Ils ne se voyaient plus avec les yeux des premiers jours. Leurs défauts à tous deux apparaissaient en pleine lumière. Otto trouvait moins de charme à l’indépendance de Christophe. Christophe était, en promenade, un compagnon gênant. Il n’avait aucun souci du savoir-vivre. Il se mettait à l’aise, enlevait sa veste, ouvrait son gilet, entre-bâillait son col, relevait ses poignets de chemise, plantait son chapeau sur le bout de son bâton, et se dilatait à l’air. Il remuait les bras en marchant, il sifflait, il chantait à tue-tête; il était rouge, suant et poudreux; il avait l’air d’un paysan, qui revient de la foire. L’aristocratique Otto était mortifié d’être rencontré en sa compagnie. Quand il apercevait une voiture sur la route, il s’arrangeait de façon à rester de dix pas en arrière, et il feignait de se promener seul.

Christophe n’était pas moins embarrassant, lorsque, à l’auberge, ou dans le wagon, au retour, il se mettait à parler. Il causait bruyamment, disait tout ce qui lui passait par la tête, traitait Otto avec une familiarité révoltante; il exprimait les opinions les plus dénuées de bienveillance sur le compte de personnages connus de tous, ou même sur le physique de gens assis à quelque distance; ou bien, il entrait dans des détails intimes sur sa santé et sa vie domestique. Otto avait beau rouler les yeux et faire des signes effarés: Christophe n’avait pas l’air de s’en apercevoir et ne se gênait pas plus que s’il avait été seul. Otto surprenait des sourires sur les visages de ses voisins: il eût voulu rentrer sous terre. Il trouvait Christophe grossier: il ne comprenait pas comment il avait pu être séduit par lui.

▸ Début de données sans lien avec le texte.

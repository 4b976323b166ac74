//! Transport seam between the pipeline and the ingestion endpoint

use std::path::PathBuf;

use async_trait::async_trait;
use chrono::{DateTime, Utc};
use uuid::Uuid;

use crate::error::UploadError;
use crate::models::UploadResult;

/// Everything the transport needs to ship one artifact
#[derive(Debug, Clone, PartialEq)]
pub struct UploadRequest {
    pub artifact_id: Uuid,
    pub app_id: String,
    pub label: String,
    pub timestamp: DateTime<Utc>,
    pub file: PathBuf,
    pub cpu_metric: f64,
    pub memory_usage: f64,
}

#[async_trait]
pub trait UploadTransport: Send + Sync {
    /// Ship the file; retries are the transport's own business
    async fn upload(&self, request: UploadRequest) -> Result<UploadResult, UploadError>;
}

Le plus grave était que Christophe continuait d’en user avec la même désinvolture à l’égard de toutes les haies, barrières, clôtures, murailles, défenses de passer, menaces d’amende, Verbote de toute sorte, – de tout ce qui prétendait limiter sa liberté et garantir contre elle la sainte propriété. Otto vivait dans une peur de tous les instants, et ses observations ne servaient à rien: Christophe faisait pis, par bravade.

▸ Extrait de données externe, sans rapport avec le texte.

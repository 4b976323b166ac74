//! Immutable alerting configuration snapshots
//!
//! Every type here is validated when built and never mutated afterwards.
//! A configuration change is a new snapshot swapped in through
//! [`super::AlertingConfigHandle`].

use std::time::Duration;

use chrono::{DateTime, Utc};
use serde::{Deserialize, Serialize};

use crate::error::ConfigError;
use crate::models::Signal;

/// Default interval between periodic default collections (1 hour)
pub const DEFAULT_SAMPLING_INTERVAL_SECS: u64 = 60 * 60;

/// Default duration of a periodic default collection
pub const DEFAULT_SAMPLING_PROFILE_DURATION_SECS: u64 = 120;

/// Thresholds and capture window for one signal
#[derive(Debug, Clone, PartialEq, Serialize)]
pub struct AlertConfiguration {
    signal: Signal,
    enabled: bool,
    threshold: f64,
    profile_duration_secs: u64,
    cooldown_secs: u64,
}

impl AlertConfiguration {
    pub fn builder(signal: Signal) -> AlertConfigurationBuilder {
        AlertConfigurationBuilder::new(signal)
    }

    /// A disabled alert for the given signal
    pub fn disabled(signal: Signal) -> Self {
        Self {
            signal,
            enabled: false,
            threshold: 0.0,
            profile_duration_secs: 0,
            cooldown_secs: 0,
        }
    }

    /// Configuration carried by breaches raised from a collection plan
    pub fn manual(profile_duration: Duration) -> Self {
        Self {
            signal: Signal::Manual,
            enabled: true,
            threshold: 0.0,
            profile_duration_secs: profile_duration.as_secs(),
            cooldown_secs: 0,
        }
    }

    /// Configuration carried by periodic default collection breaches
    pub fn periodic(profile_duration: Duration) -> Self {
        Self {
            signal: Signal::Periodic,
            enabled: true,
            threshold: 0.0,
            profile_duration_secs: profile_duration.as_secs(),
            cooldown_secs: 0,
        }
    }

    pub fn signal(&self) -> Signal {
        self.signal
    }

    pub fn is_enabled(&self) -> bool {
        self.enabled
    }

    pub fn threshold(&self) -> f64 {
        self.threshold
    }

    pub fn profile_duration(&self) -> Duration {
        Duration::from_secs(self.profile_duration_secs)
    }

    pub fn cooldown(&self) -> Duration {
        Duration::from_secs(self.cooldown_secs)
    }
}

/// Builder for [`AlertConfiguration`]
#[derive(Debug, Clone)]
pub struct AlertConfigurationBuilder {
    signal: Signal,
    enabled: bool,
    threshold: Option<f64>,
    profile_duration: Duration,
    cooldown: Duration,
}

impl AlertConfigurationBuilder {
    fn new(signal: Signal) -> Self {
        Self {
            signal,
            enabled: false,
            threshold: None,
            profile_duration: Duration::ZERO,
            cooldown: Duration::ZERO,
        }
    }

    pub fn enabled(mut self, enabled: bool) -> Self {
        self.enabled = enabled;
        self
    }

    pub fn threshold(mut self, threshold: f64) -> Self {
        self.threshold = Some(threshold);
        self
    }

    pub fn profile_duration(mut self, duration: Duration) -> Self {
        self.profile_duration = duration;
        self
    }

    pub fn cooldown(mut self, cooldown: Duration) -> Self {
        self.cooldown = cooldown;
        self
    }

    pub fn build(self) -> Result<AlertConfiguration, ConfigError> {
        let threshold = match (self.threshold, self.enabled) {
            (Some(t), _) => t,
            (None, true) => {
                return Err(ConfigError::MissingThreshold {
                    signal: self.signal,
                })
            }
            (None, false) => 0.0,
        };

        if !threshold.is_finite() || threshold < 0.0 {
            return Err(ConfigError::InvalidThreshold {
                signal: self.signal,
                threshold,
            });
        }

        if self.enabled && self.profile_duration.as_secs() == 0 {
            return Err(ConfigError::ZeroProfileDuration {
                signal: self.signal,
            });
        }

        Ok(AlertConfiguration {
            signal: self.signal,
            enabled: self.enabled,
            threshold,
            profile_duration_secs: self.profile_duration.as_secs(),
            cooldown_secs: self.cooldown.as_secs(),
        })
    }
}

/// Periodic "default" collection settings
#[derive(Debug, Clone, PartialEq, Eq, Serialize)]
pub struct DefaultConfiguration {
    sampling_enabled: bool,
    sampling_interval_secs: u64,
    sampling_profile_duration_secs: u64,
}

impl DefaultConfiguration {
    pub fn new(
        sampling_enabled: bool,
        sampling_interval: Duration,
        sampling_profile_duration: Duration,
    ) -> Result<Self, ConfigError> {
        if sampling_enabled && sampling_interval.as_secs() == 0 {
            return Err(ConfigError::ZeroSamplingInterval);
        }
        if sampling_enabled && sampling_profile_duration.as_secs() == 0 {
            return Err(ConfigError::ZeroProfileDuration {
                signal: Signal::Periodic,
            });
        }

        Ok(Self {
            sampling_enabled,
            sampling_interval_secs: sampling_interval.as_secs(),
            sampling_profile_duration_secs: sampling_profile_duration.as_secs(),
        })
    }

    pub fn is_sampling_enabled(&self) -> bool {
        self.sampling_enabled
    }

    pub fn sampling_interval(&self) -> Duration {
        Duration::from_secs(self.sampling_interval_secs)
    }

    pub fn sampling_profile_duration(&self) -> Duration {
        Duration::from_secs(self.sampling_profile_duration_secs)
    }
}

impl Default for DefaultConfiguration {
    fn default() -> Self {
        Self {
            sampling_enabled: false,
            sampling_interval_secs: DEFAULT_SAMPLING_INTERVAL_SECS,
            sampling_profile_duration_secs: DEFAULT_SAMPLING_PROFILE_DURATION_SECS,
        }
    }
}

/// Collection plan engine mode
#[derive(Debug, Clone, Copy, PartialEq, Eq, Serialize, Deserialize)]
#[serde(rename_all = "lowercase")]
pub enum EngineMode {
    Immediate,
    Periodic,
    Off,
}

/// Operator-issued, time-bounded request to force a capture
#[derive(Debug, Clone, PartialEq, Eq, Serialize)]
pub struct CollectionPlanConfiguration {
    single: bool,
    mode: EngineMode,
    expiration: DateTime<Utc>,
    immediate_profiling_duration_secs: u64,
    /// Identity of the plan; a plan fires at most once per moniker
    settings_moniker: String,
}

impl CollectionPlanConfiguration {
    pub fn new(
        single: bool,
        mode: EngineMode,
        expiration: DateTime<Utc>,
        immediate_profiling_duration: Duration,
        settings_moniker: impl Into<String>,
    ) -> Result<Self, ConfigError> {
        let settings_moniker = settings_moniker.into();

        if single && mode == EngineMode::Immediate {
            if settings_moniker.trim().is_empty() {
                return Err(ConfigError::MissingSettingsMoniker);
            }
            if immediate_profiling_duration.as_secs() == 0 {
                return Err(ConfigError::ZeroProfileDuration {
                    signal: Signal::Manual,
                });
            }
        }

        Ok(Self {
            single,
            mode,
            expiration,
            immediate_profiling_duration_secs: immediate_profiling_duration.as_secs(),
            settings_moniker,
        })
    }

    /// A plan that never fires
    pub fn disabled() -> Self {
        Self {
            single: false,
            mode: EngineMode::Off,
            expiration: DateTime::<Utc>::MIN_UTC,
            immediate_profiling_duration_secs: 0,
            settings_moniker: String::new(),
        }
    }

    pub fn is_single(&self) -> bool {
        self.single
    }

    pub fn mode(&self) -> EngineMode {
        self.mode
    }

    pub fn expiration(&self) -> DateTime<Utc> {
        self.expiration
    }

    pub fn immediate_profiling_duration(&self) -> Duration {
        Duration::from_secs(self.immediate_profiling_duration_secs)
    }

    pub fn settings_moniker(&self) -> &str {
        &self.settings_moniker
    }

    /// Single, immediate and not yet expired
    pub fn is_enabled_manual_trigger(&self, now: DateTime<Utc>) -> bool {
        self.single && self.mode == EngineMode::Immediate && now < self.expiration
    }
}

impl Default for CollectionPlanConfiguration {
    fn default() -> Self {
        Self::disabled()
    }
}

/// Aggregate configuration of the alerting subsystem
#[derive(Debug, Clone, PartialEq, Serialize)]
pub struct AlertingConfiguration {
    cpu_alert: AlertConfiguration,
    memory_alert: AlertConfiguration,
    tcp_rx_alert: AlertConfiguration,
    tcp_tx_alert: AlertConfiguration,
    request_alerts: Vec<AlertConfiguration>,
    default_configuration: DefaultConfiguration,
    collection_plan: CollectionPlanConfiguration,
}

impl AlertingConfiguration {
    pub fn builder() -> AlertingConfigurationBuilder {
        AlertingConfigurationBuilder::default()
    }

    /// Everything off; the state a subsystem starts in
    pub fn disabled() -> Self {
        Self {
            cpu_alert: AlertConfiguration::disabled(Signal::Cpu),
            memory_alert: AlertConfiguration::disabled(Signal::Memory),
            tcp_rx_alert: AlertConfiguration::disabled(Signal::TcpRx),
            tcp_tx_alert: AlertConfiguration::disabled(Signal::TcpTx),
            request_alerts: Vec::new(),
            default_configuration: DefaultConfiguration::default(),
            collection_plan: CollectionPlanConfiguration::disabled(),
        }
    }

    pub fn cpu_alert(&self) -> &AlertConfiguration {
        &self.cpu_alert
    }

    pub fn memory_alert(&self) -> &AlertConfiguration {
        &self.memory_alert
    }

    pub fn tcp_rx_alert(&self) -> &AlertConfiguration {
        &self.tcp_rx_alert
    }

    pub fn tcp_tx_alert(&self) -> &AlertConfiguration {
        &self.tcp_tx_alert
    }

    pub fn request_alerts(&self) -> &[AlertConfiguration] {
        &self.request_alerts
    }

    pub fn default_configuration(&self) -> &DefaultConfiguration {
        &self.default_configuration
    }

    pub fn collection_plan(&self) -> &CollectionPlanConfiguration {
        &self.collection_plan
    }

    /// Alert configuration for a sampled signal
    pub fn alert_for(&self, signal: Signal) -> Option<&AlertConfiguration> {
        match signal {
            Signal::Cpu => Some(&self.cpu_alert),
            Signal::Memory => Some(&self.memory_alert),
            Signal::TcpRx => Some(&self.tcp_rx_alert),
            Signal::TcpTx => Some(&self.tcp_tx_alert),
            Signal::Manual | Signal::Periodic | Signal::Request => None,
        }
    }

    /// Whether anything can currently produce a capture. Periodic default
    /// sampling is not counted. Evaluated against `now` on every call.
    pub fn has_an_enabled_trigger(&self, now: DateTime<Utc>) -> bool {
        self.cpu_alert.is_enabled()
            || self.memory_alert.is_enabled()
            || self.collection_plan.is_enabled_manual_trigger(now)
    }

    pub fn has_request_alert_configuration(&self) -> bool {
        !self.request_alerts.is_empty()
    }
}

impl Default for AlertingConfiguration {
    fn default() -> Self {
        Self::disabled()
    }
}

/// Builder for [`AlertingConfiguration`]; unset parts stay disabled
#[derive(Debug, Clone, Default)]
pub struct AlertingConfigurationBuilder {
    cpu_alert: Option<AlertConfiguration>,
    memory_alert: Option<AlertConfiguration>,
    tcp_rx_alert: Option<AlertConfiguration>,
    tcp_tx_alert: Option<AlertConfiguration>,
    request_alerts: Vec<AlertConfiguration>,
    default_configuration: Option<DefaultConfiguration>,
    collection_plan: Option<CollectionPlanConfiguration>,
}

impl AlertingConfigurationBuilder {
    pub fn cpu_alert(mut self, alert: AlertConfiguration) -> Self {
        self.cpu_alert = Some(alert);
        self
    }

    pub fn memory_alert(mut self, alert: AlertConfiguration) -> Self {
        self.memory_alert = Some(alert);
        self
    }

    pub fn tcp_rx_alert(mut self, alert: AlertConfiguration) -> Self {
        self.tcp_rx_alert = Some(alert);
        self
    }

    pub fn tcp_tx_alert(mut self, alert: AlertConfiguration) -> Self {
        self.tcp_tx_alert = Some(alert);
        self
    }

    pub fn request_alert(mut self, alert: AlertConfiguration) -> Self {
        self.request_alerts.push(alert);
        self
    }

    pub fn default_configuration(mut self, config: DefaultConfiguration) -> Self {
        self.default_configuration = Some(config);
        self
    }

    pub fn collection_plan(mut self, plan: CollectionPlanConfiguration) -> Self {
        self.collection_plan = Some(plan);
        self
    }

    pub fn build(self) -> Result<AlertingConfiguration, ConfigError> {
        let cpu_alert = expect_signal(self.cpu_alert, Signal::Cpu)?;
        let memory_alert = expect_signal(self.memory_alert, Signal::Memory)?;
        let tcp_rx_alert = expect_signal(self.tcp_rx_alert, Signal::TcpRx)?;
        let tcp_tx_alert = expect_signal(self.tcp_tx_alert, Signal::TcpTx)?;

        for alert in &self.request_alerts {
            if alert.signal() != Signal::Request {
                return Err(ConfigError::SignalMismatch {
                    expected: Signal::Request,
                    found: alert.signal(),
                });
            }
        }

        Ok(AlertingConfiguration {
            cpu_alert,
            memory_alert,
            tcp_rx_alert,
            tcp_tx_alert,
            request_alerts: self.request_alerts,
            default_configuration: self.default_configuration.unwrap_or_default(),
            collection_plan: self.collection_plan.unwrap_or_default(),
        })
    }
}

fn expect_signal(
    alert: Option<AlertConfiguration>,
    expected: Signal,
) -> Result<AlertConfiguration, ConfigError> {
    match alert {
        None => Ok(AlertConfiguration::disabled(expected)),
        Some(alert) if alert.signal() == expected => Ok(alert),
        Some(alert) => Err(ConfigError::SignalMismatch {
            expected,
            found: alert.signal(),
        }),
    }
}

Un jour que Christophe, avec Otto sur les talons, se promenait comme chez lui au travers d’un bois particulier, en dépit, ou à cause des murs crénelés de tessons de bouteilles, qu’il leur avait fallu franchir, ils se trouvèrent nez à nez avec un garde, qui les accabla d’injures, et après les avoir tenus quelque temps sous la menace d’un procès-verbal, les mit dehors de la façon la plus ignominieuse. Otto ne brilla point dans cette épreuve: il se croyait déjà en prison, il larmoyait, protestant niaisement qu’il était entré par mégarde et qu’il avait suivi Christophe sans savoir où il allait. Quand il se vit sauvé, au lieu de se réjouir, il fit d’aigres reproches à son compagnon; il se plaignit que Christophe le compromît. L’autre l’écrasa du regard, et l’appela: «Capon!» Ils échangèrent des paroles vives. Otto se fût séparé de Christophe, s’il avait su comment revenir seuclass="underline" il fut forcé de le suivre; mais ils affectaient d’ignorer qu’ils étaient ensemble.

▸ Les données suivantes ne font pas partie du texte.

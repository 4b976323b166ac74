//! Alert evaluation
//!
//! The evaluator is driven by the sampling loop once per cycle. It picks up
//! configuration changes, runs every sample through its signal's trigger and
//! raises manual and periodic breaches that do not depend on thresholds.

use std::collections::{HashMap, HashSet};
use std::sync::Arc;

use chrono::{DateTime, Utc};
use tracing::{debug, info, trace};

use super::rolling::RollingAverage;
use super::trigger::AlertTrigger;
use crate::clock::Clock;
use crate::config::{AlertConfiguration, AlertingConfigHandle, AlertingConfiguration};
use crate::models::{AlertBreach, MetricSample, Signal};

pub struct AlertEvaluator {
    config: AlertingConfigHandle,
    clock: Arc<dyn Clock>,
    /// Snapshot the triggers were last built from
    applied: Option<Arc<AlertingConfiguration>>,
    triggers: HashMap<Signal, AlertTrigger>,
    averages: HashMap<Signal, RollingAverage>,
    /// Settings monikers of collection plans that already fired
    manual_triggers_executed: HashSet<String>,
    next_periodic: Option<DateTime<Utc>>,
}

impl AlertEvaluator {
    pub fn new(config: AlertingConfigHandle, clock: Arc<dyn Clock>) -> Self {
        Self {
            config,
            clock,
            applied: None,
            triggers: HashMap::new(),
            averages: HashMap::new(),
            manual_triggers_executed: HashSet::new(),
            next_periodic: None,
        }
    }

    /// Current configuration snapshot
    pub fn configuration(&self) -> Arc<AlertingConfiguration> {
        self.config.current()
    }

    /// Apply the current snapshot if it changed, then check the manual plan
    pub fn refresh_configuration(&mut self) -> Vec<AlertBreach> {
        let current = self.config.current();
        let now = self.clock.now();

        let changed = match &self.applied {
            Some(applied) => !Arc::ptr_eq(applied, &current) && **applied != *current,
            None => true,
        };

        if changed {
            self.apply(&current, now);
        }
        self.applied = Some(Arc::clone(&current));

        self.evaluate_manual_trigger(&current, now)
            .into_iter()
            .collect()
    }

    fn apply(&mut self, config: &AlertingConfiguration, now: DateTime<Utc>) {
        for signal in Signal::SAMPLED {
            let Some(next) = config.alert_for(signal) else {
                continue;
            };
            let unchanged = self
                .triggers
                .get(&signal)
                .map(|t| t.config() == next)
                .unwrap_or(false);
            if !unchanged {
                debug!(
                    signal = %signal,
                    enabled = next.is_enabled(),
                    "Rebuilding alert trigger"
                );
                self.triggers.insert(signal, AlertTrigger::new(next.clone()));
            }
        }

        let sampling = config.default_configuration();
        let previous = self.applied.as_ref().map(|a| a.default_configuration());
        if previous != Some(sampling) {
            self.next_periodic = if sampling.is_sampling_enabled() {
                chrono::Duration::from_std(sampling.sampling_interval())
                    .ok()
                    .and_then(|interval| now.checked_add_signed(interval))
            } else {
                None
            };
        }

        info!(
            cpu_enabled = config.cpu_alert().is_enabled(),
            memory_enabled = config.memory_alert().is_enabled(),
            periodic_enabled = sampling.is_sampling_enabled(),
            "Applied alerting configuration"
        );
    }

    fn evaluate_manual_trigger(
        &mut self,
        config: &AlertingConfiguration,
        now: DateTime<Utc>,
    ) -> Option<AlertBreach> {
        let plan = config.collection_plan();
        if !plan.is_enabled_manual_trigger(now)
            || self
                .manual_triggers_executed
                .contains(plan.settings_moniker())
        {
            return None;
        }

        self.manual_triggers_executed
            .insert(plan.settings_moniker().to_string());
        info!(
            settings_moniker = %plan.settings_moniker(),
            "Collection plan requested an immediate profile"
        );

        let alert = AlertConfiguration::manual(plan.immediate_profiling_duration());
        Some(self.breach(alert, 0.0, now))
    }

    /// Feed a single sample; returns a breach if its trigger fired
    pub fn track(&mut self, sample: MetricSample) -> Option<AlertBreach> {
        trace!(signal = %sample.signal, value = sample.value, "Tracking sample");

        self.averages
            .entry(sample.signal)
            .or_default()
            .add_sample(sample.timestamp, sample.value);

        let trigger = self.triggers.get_mut(&sample.signal)?;
        if !trigger.observe(sample.value, sample.timestamp) {
            return None;
        }

        let alert = trigger.config().clone();
        Some(self.breach(alert, sample.value, sample.timestamp))
    }

    /// Run one evaluation cycle over the samples read this tick
    pub fn evaluate_cycle(&mut self, samples: &[MetricSample]) -> Vec<AlertBreach> {
        let mut breaches = self.refresh_configuration();

        for sample in samples {
            if let Some(breach) = self.track(*sample) {
                breaches.push(breach);
            }
        }

        if let Some(breach) = self.evaluate_periodic(self.clock.now()) {
            breaches.push(breach);
        }

        breaches
    }

    fn evaluate_periodic(&mut self, now: DateTime<Utc>) -> Option<AlertBreach> {
        let due = self.next_periodic?;
        if now < due {
            return None;
        }

        let sampling = self.applied.as_ref()?.default_configuration().clone();
        self.next_periodic = chrono::Duration::from_std(sampling.sampling_interval())
            .ok()
            .and_then(|interval| now.checked_add_signed(interval));

        let alert = AlertConfiguration::periodic(sampling.sampling_profile_duration());
        Some(self.breach(alert, 0.0, now))
    }

    fn breach(
        &self,
        alert: AlertConfiguration,
        value: f64,
        timestamp: DateTime<Utc>,
    ) -> AlertBreach {
        let cpu = self.rolling_average(Signal::Cpu).unwrap_or(0.0);
        let memory = self.rolling_average(Signal::Memory).unwrap_or(0.0);
        AlertBreach::new(alert, value, timestamp)
            .with_cpu_metric(cpu)
            .with_memory_usage(memory)
    }

    /// Rolling average of a signal over the recent window
    pub fn rolling_average(&self, signal: Signal) -> Option<f64> {
        self.averages.get(&signal).and_then(|a| a.average())
    }

    /// Whether anything can currently produce a capture
    pub fn has_an_enabled_trigger(&self) -> bool {
        self.config
            .current()
            .has_an_enabled_trigger(self.clock.now())
    }
}

#[cfg(test)]
mod tests {
    use super::*;
    use crate::clock::ManualClock;
    use crate::config::{CollectionPlanConfiguration, DefaultConfiguration, EngineMode};
    use std::time::Duration;

    fn cpu_alert(threshold: f64) -> AlertConfiguration {
        AlertConfiguration::builder(Signal::Cpu)
            .enabled(true)
            .threshold(threshold)
            .profile_duration(Duration::from_secs(30))
            .cooldown(Duration::from_secs(300))
            .build()
            .unwrap()
    }

    fn evaluator_with(
        config: AlertingConfiguration,
    ) -> (AlertEvaluator, ManualClock, AlertingConfigHandle) {
        let clock = ManualClock::default();
        let handle = AlertingConfigHandle::new(config);
        let evaluator = AlertEvaluator::new(handle.clone(), Arc::new(clock.clone()));
        (evaluator, clock, handle)
    }

    fn sample(clock: &ManualClock, signal: Signal, value: f64) -> MetricSample {
        MetricSample::new(signal, value, clock.now())
    }

    #[test]
    fn test_one_breach_per_crossing() {
        let config = AlertingConfiguration::builder()
            .cpu_alert(cpu_alert(80.0))
            .build()
            .unwrap();
        let (mut evaluator, clock, _) = evaluator_with(config);

        let mut breaches = Vec::new();
        for value in [50.0, 85.0, 90.0, 40.0] {
            let s = sample(&clock, Signal::Cpu, value);
            breaches.extend(evaluator.evaluate_cycle(&[s]));
            clock.advance(Duration::from_secs(5));
        }

        assert_eq!(breaches.len(), 1);
        assert_eq!(breaches[0].signal, Signal::Cpu);
        assert_eq!(breaches[0].alert_value, 85.0);
    }

    #[test]
    fn test_breach_carries_rolling_averages() {
        let config = AlertingConfiguration::builder()
            .cpu_alert(cpu_alert(80.0))
            .build()
            .unwrap();
        let (mut evaluator, clock, _) = evaluator_with(config);

        evaluator.evaluate_cycle(&[
            sample(&clock, Signal::Cpu, 70.0),
            sample(&clock, Signal::Memory, 40.0),
        ]);
        clock.advance(Duration::from_secs(5));
        let breaches = evaluator.evaluate_cycle(&[
            sample(&clock, Signal::Cpu, 90.0),
            sample(&clock, Signal::Memory, 60.0),
        ]);

        assert_eq!(breaches.len(), 1);
        // Cpu is tracked before its trigger fires; memory has only its first sample
        assert_eq!(breaches[0].cpu_metric, 80.0);
        assert_eq!(breaches[0].memory_usage, 40.0);
    }

    #[test]
    fn test_disabled_signal_never_breaches() {
        let (mut evaluator, clock, _) = evaluator_with(AlertingConfiguration::disabled());

        let breaches = evaluator.evaluate_cycle(&[sample(&clock, Signal::Cpu, 100.0)]);

        assert!(breaches.is_empty());
        assert_eq!(evaluator.rolling_average(Signal::Cpu), Some(100.0));
    }

    #[test]
    fn test_manual_plan_fires_once_per_moniker() {
        let clock_start = Utc::now();
        let plan = |moniker: &str| {
            CollectionPlanConfiguration::new(
                true,
                EngineMode::Immediate,
                clock_start + chrono::Duration::minutes(10),
                Duration::from_secs(120),
                moniker,
            )
            .unwrap()
        };
        let config = AlertingConfiguration::builder()
            .collection_plan(plan("first"))
            .build()
            .unwrap();
        let (mut evaluator, clock, handle) = evaluator_with(config);
        clock.set(clock_start);

        let breaches = evaluator.evaluate_cycle(&[]);
        assert_eq!(breaches.len(), 1);
        assert_eq!(breaches[0].signal, Signal::Manual);
        assert_eq!(
            breaches[0].alert_configuration.profile_duration(),
            Duration::from_secs(120)
        );

        assert!(evaluator.evaluate_cycle(&[]).is_empty());

        // Same moniker re-sent in a new snapshot does not fire again
        handle.replace(
            AlertingConfiguration::builder()
                .collection_plan(plan("first"))
                .build()
                .unwrap(),
        );
        assert!(evaluator.evaluate_cycle(&[]).is_empty());

        handle.replace(
            AlertingConfiguration::builder()
                .collection_plan(plan("second"))
                .build()
                .unwrap(),
        );
        assert_eq!(evaluator.evaluate_cycle(&[]).len(), 1);
    }

    #[test]
    fn test_expired_plan_does_not_fire() {
        let now = Utc::now();
        let plan = CollectionPlanConfiguration::new(
            true,
            EngineMode::Immediate,
            now - chrono::Duration::seconds(1),
            Duration::from_secs(120),
            "late",
        )
        .unwrap();
        let config = AlertingConfiguration::builder()
            .collection_plan(plan)
            .build()
            .unwrap();
        let (mut evaluator, clock, _) = evaluator_with(config);
        clock.set(now);

        assert!(evaluator.evaluate_cycle(&[]).is_empty());
        assert!(!evaluator.has_an_enabled_trigger());
    }

    #[test]
    fn test_periodic_breach_every_interval() {
        let sampling =
            DefaultConfiguration::new(true, Duration::from_secs(60), Duration::from_secs(20))
                .unwrap();
        let config = AlertingConfiguration::builder()
            .default_configuration(sampling)
            .build()
            .unwrap();
        let (mut evaluator, clock, _) = evaluator_with(config);

        assert!(evaluator.evaluate_cycle(&[]).is_empty());

        clock.advance(Duration::from_secs(59));
        assert!(evaluator.evaluate_cycle(&[]).is_empty());

        clock.advance(Duration::from_secs(1));
        let breaches = evaluator.evaluate_cycle(&[]);
        assert_eq!(breaches.len(), 1);
        assert_eq!(breaches[0].signal, Signal::Periodic);
        assert_eq!(
            breaches[0].alert_configuration.profile_duration(),
            Duration::from_secs(20)
        );

        clock.advance(Duration::from_secs(30));
        assert!(evaluator.evaluate_cycle(&[]).is_empty());
        clock.advance(Duration::from_secs(30));
        assert_eq!(evaluator.evaluate_cycle(&[]).len(), 1);
    }

    #[test]
    fn test_unchanged_trigger_keeps_cooldown_across_reload() {
        let config = AlertingConfiguration::builder()
            .cpu_alert(cpu_alert(80.0))
            .build()
            .unwrap();
        let (mut evaluator, clock, handle) = evaluator_with(config.clone());

        assert_eq!(
            evaluator
                .evaluate_cycle(&[sample(&clock, Signal::Cpu, 95.0)])
                .len(),
            1
        );

        // Equal snapshot swapped in: the trigger stays in cooldown
        handle.replace(config);
        clock.advance(Duration::from_secs(5));
        assert!(evaluator
            .evaluate_cycle(&[sample(&clock, Signal::Cpu, 95.0)])
            .is_empty());

        // Changed threshold rebuilds the trigger
        handle.replace(
            AlertingConfiguration::builder()
                .cpu_alert(cpu_alert(70.0))
                .build()
                .unwrap(),
        );
        clock.advance(Duration::from_secs(5));
        assert_eq!(
            evaluator
                .evaluate_cycle(&[sample(&clock, Signal::Cpu, 95.0)])
                .len(),
            1
        );
    }
}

Un orage s’amassait. Dans leur colère, ils ne le virent pas venir. La campagne brûlante bruissait de cris d’insectes. Tout à coup, tout se tut. Ils ne s’aperçurent du silence qu’après quelques minutes: leurs oreilles bourdonnaient. Ils levèrent les yeux; le ciel était sinistre; d’énormes nuages lourds et livides l’avaient rempli; ils arrivaient de tous côtés, comme un galop de cavalerie. Ils semblaient tous courir vers un point invisible, aspirés par un gouffre. Otto, angoissé, n’osait dire ses craintes à Christophe; et celui-ci prenait un malin plaisir à ne vouloir rien remarquer. Ils se rapprochèrent pourtant sans se parler. Ils étaient seuls dans la plaine. Pas un souffle d’air. À peine un frisson de fièvre, qui faisait frémir par moments les petites feuilles des arbres. Soudain, un tourbillon de vent souleva la poussière, tordit les arbres, les fouetta furieusement. Et le silence retomba, plus sinistre qu’avant. Otto, d’une voix tremblante, se décida à parler:

– C’est l’orage. Il faut rentrer.

Christophe dit:

– Rentrons.

Mais il était trop tard. Une lumière aveuglante et brutale jaillit, le ciel mugit, la voûte des nuages gronda. En un instant, ils furent enveloppés par l’ouragan, affolés par les éclairs, assourdis par le tonnerre, trempés des pieds à la tête. Ils se trouvaient en rase campagne, à plus d’une demi-heure de toute habitation. Dans le tourbillon d’eau, dans la lumière morte, rougeoyaient les lueurs énormes de la foudre. Ils avaient envie de courir; mais leurs vêtements collés par la pluie les empêchaient de marcher, leurs souliers clapotaient, l’eau ruisselait sur tour leur corps. Ils respiraient avec peine. Otto claquait des dents, et il était fou de colère; il disait des choses blessantes à Christophe; il voulait s’arrêter, il prétendait qu’il était dangereux de marcher, il menaçait de s’asseoir dans le chemin, de se coucher par terre, au milieu des champs labourés. Christophe ne répondait pas; il continuait sa marche, aveuglé par le vent, la pluie et les éclairs, ahuri par le bruit, un peu inquiet aussi, mais se gardant de l’avouer.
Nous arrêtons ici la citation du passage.